House debates

Wednesday, 12 October 2016

Bills

Criminal Code Amendment (War Crimes) Bill 2016; Second Reading

10:02 am

Photo of Peter DuttonPeter Dutton (Dickson, Liberal Party, Minister for Immigration and Border Protection) Share this | | Hansard source

I move:

That this bill be now read a second time.

The Criminal Code Amendment (War Crimes) Bill aligns Australian domestic law with international law in relation to the treatment of members of organised armed groups in non-international armed conflict.

Crucially, these amendments do not alter the protections from attack afforded to civilians and other protected persons under international humanitarian law, including medical and religious personnel, and persons who are hors de combat.

The amendments will provide the Australian Defence Force (the ADF) with the legal certainty needed to target members of organised armed groups with lethal force, including in the context of current ADF operations against Daesh in Iraq and Syria.

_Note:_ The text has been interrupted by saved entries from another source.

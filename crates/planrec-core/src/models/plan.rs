//! Plan model definition.

use serde::{Deserialize, Serialize};

/// Opaque handle of an operator inside an [`ActionCatalog`].
///
/// [`ActionCatalog`]: super::ActionCatalog
#[derive(Debug, Clone, Copy, PartialEq, Eq, Hash, PartialOrd, Ord, Serialize, Deserialize)]
#[serde(transparent)]
pub struct OperatorId(pub usize);

impl OperatorId {
    /// Position of the operator in its catalog.
    pub fn index(self) -> usize {
        self.0
    }
}

impl From<usize> for OperatorId {
    fn from(index: usize) -> Self {
        Self(index)
    }
}

/// An ordered sequence of operators found by a search.
///
/// Plans are immutable once produced; the writer only borrows them.
#[derive(Debug, Clone, Default, PartialEq, Eq, Serialize, Deserialize)]
#[serde(transparent)]
pub struct Plan(Vec<OperatorId>);

impl Plan {
    /// Creates a plan from operator handles in execution order.
    pub fn new(steps: Vec<OperatorId>) -> Self {
        Self(steps)
    }

    /// Number of steps in the plan.
    pub fn len(&self) -> usize {
        self.0.len()
    }

    pub fn is_empty(&self) -> bool {
        self.0.is_empty()
    }

    /// Iterates the operator handles in execution order.
    pub fn iter(&self) -> impl Iterator<Item = OperatorId> + '_ {
        self.0.iter().copied()
    }

    pub fn steps(&self) -> &[OperatorId] {
        &self.0
    }
}

impl FromIterator<OperatorId> for Plan {
    fn from_iter<I: IntoIterator<Item = OperatorId>>(iter: I) -> Self {
        Self(iter.into_iter().collect())
    }
}

impl<'a> IntoIterator for &'a Plan {
    type Item = &'a OperatorId;
    type IntoIter = std::slice::Iter<'a, OperatorId>;

    fn into_iter(self) -> Self::IntoIter {
        self.0.iter()
    }
}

They also reflect the reality that such groups are akin to regular armed forces, and their members should therefore receive treatment equivalent to members of regular armed forces under Australian domestic law.

Summary of amendments

Members of organised armed groups do not benefit from the protections accorded to civilians and other protected persons under international humanitarian law. The bill amends division 268 of the Criminal Code Act to provide express recognition of this fact under Australian domestic law.

The bill will also align Australian domestic law with the requirements of the international humanitarian law principle of proportionality in relation to attacks on military objectives in non-international armed conflict.

Finally, the bill makes a minor technical amendment (to section 268.65) to exclude military personnel from the list of protected persons who may not be used to shield or impede military operations.

This minor correction reflects the position at international humanitarian law, under which military personnel are not protected persons. It reflects the intention of the provision at the time it was enacted in 2002.

Members of organised armed groups — schedule 1, part 1

Members of organised armed groups are recognised as a category distinct from civilians under international law.

As stated by the International Committee of the Red Cross (ICRC) in its Interpretive Guidance on the Notion of Direct Participation in Hostilities, 'all persons who are not members of state armed forces or organised armed groups … are civilians.'

Once a person is identified as a member of an organised armed group, he or she may be targeted with lethal force subject to the ordinary rules of international humanitarian law.

This is recognised in the ICRC's Commentary to article 13 of Protocol II Additional to the Geneva Conventions, which expressly confirms that those who belong to armed forces or armed groups may be attacked at any time.

Aligning Australia's domestic legislation with international law in this respect will ensure that our military forces are able to conduct more effective operations against members of organised armed groups.

Accordingly, part 1 of schedule 1 of the bill contains amendments to clarify that certain war crimes offences applicable in non-international armed conflict—that is, sections 268.70, 268.71 and 268.72—do not apply to protect members of organised armed groups.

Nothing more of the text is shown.